[Opening Data section]

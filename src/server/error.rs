//! API error types and response handling

use axum::{http::StatusCode, response::IntoResponse};

use crate::view::RenderError;

/// API error responses
/// Converted to HTTP status codes via IntoResponse
#[derive(Debug)]
pub enum ApiError {
    Internal(String),
    BadRequest(String),
    NotFound(String),
}

impl From<RenderError> for ApiError {
    fn from(e: RenderError) -> Self {
        ApiError::Internal(format!("Render failed: {}", e))
    }
}

impl IntoResponse for ApiError {
    fn into_response(self) -> axum::response::Response {
        let (status, message) = match self {
            ApiError::Internal(msg) => (StatusCode::INTERNAL_SERVER_ERROR, msg),
            ApiError::BadRequest(msg) => (StatusCode::BAD_REQUEST, msg),
            ApiError::NotFound(msg) => (StatusCode::NOT_FOUND, msg),
        };

        if status.is_server_error() {
            tracing::error!("API error: {} - {}", status, message);
        } else {
            tracing::debug!("API error: {} - {}", status, message);
        }

        (status, message).into_response()
    }
}
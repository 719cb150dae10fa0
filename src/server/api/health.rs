// Health endpoint - liveness plus registry sizes

use axum::{extract::State, Json};
use serde::Serialize;

use crate::server::state::AppState;

#[derive(Debug, Serialize)]
pub struct HealthResponse {
    pub status: &'static str,
    pub components: usize,
    pub styles: usize,
    pub scripts: usize,
}

/// GET /health
pub async fn health(State(state): State<AppState>) -> Json<HealthResponse> {
    let registry = state.registry();
    Json(HealthResponse {
        status: "ok",
        components: state.catalog.len(),
        styles: registry.style_count(),
        scripts: registry.script_count(),
    })
}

[Closing Data section]

• [Aim of the task] Line count for "StatusCode": state how many lines of the records contain it, and give only the number.

• [Your response] 4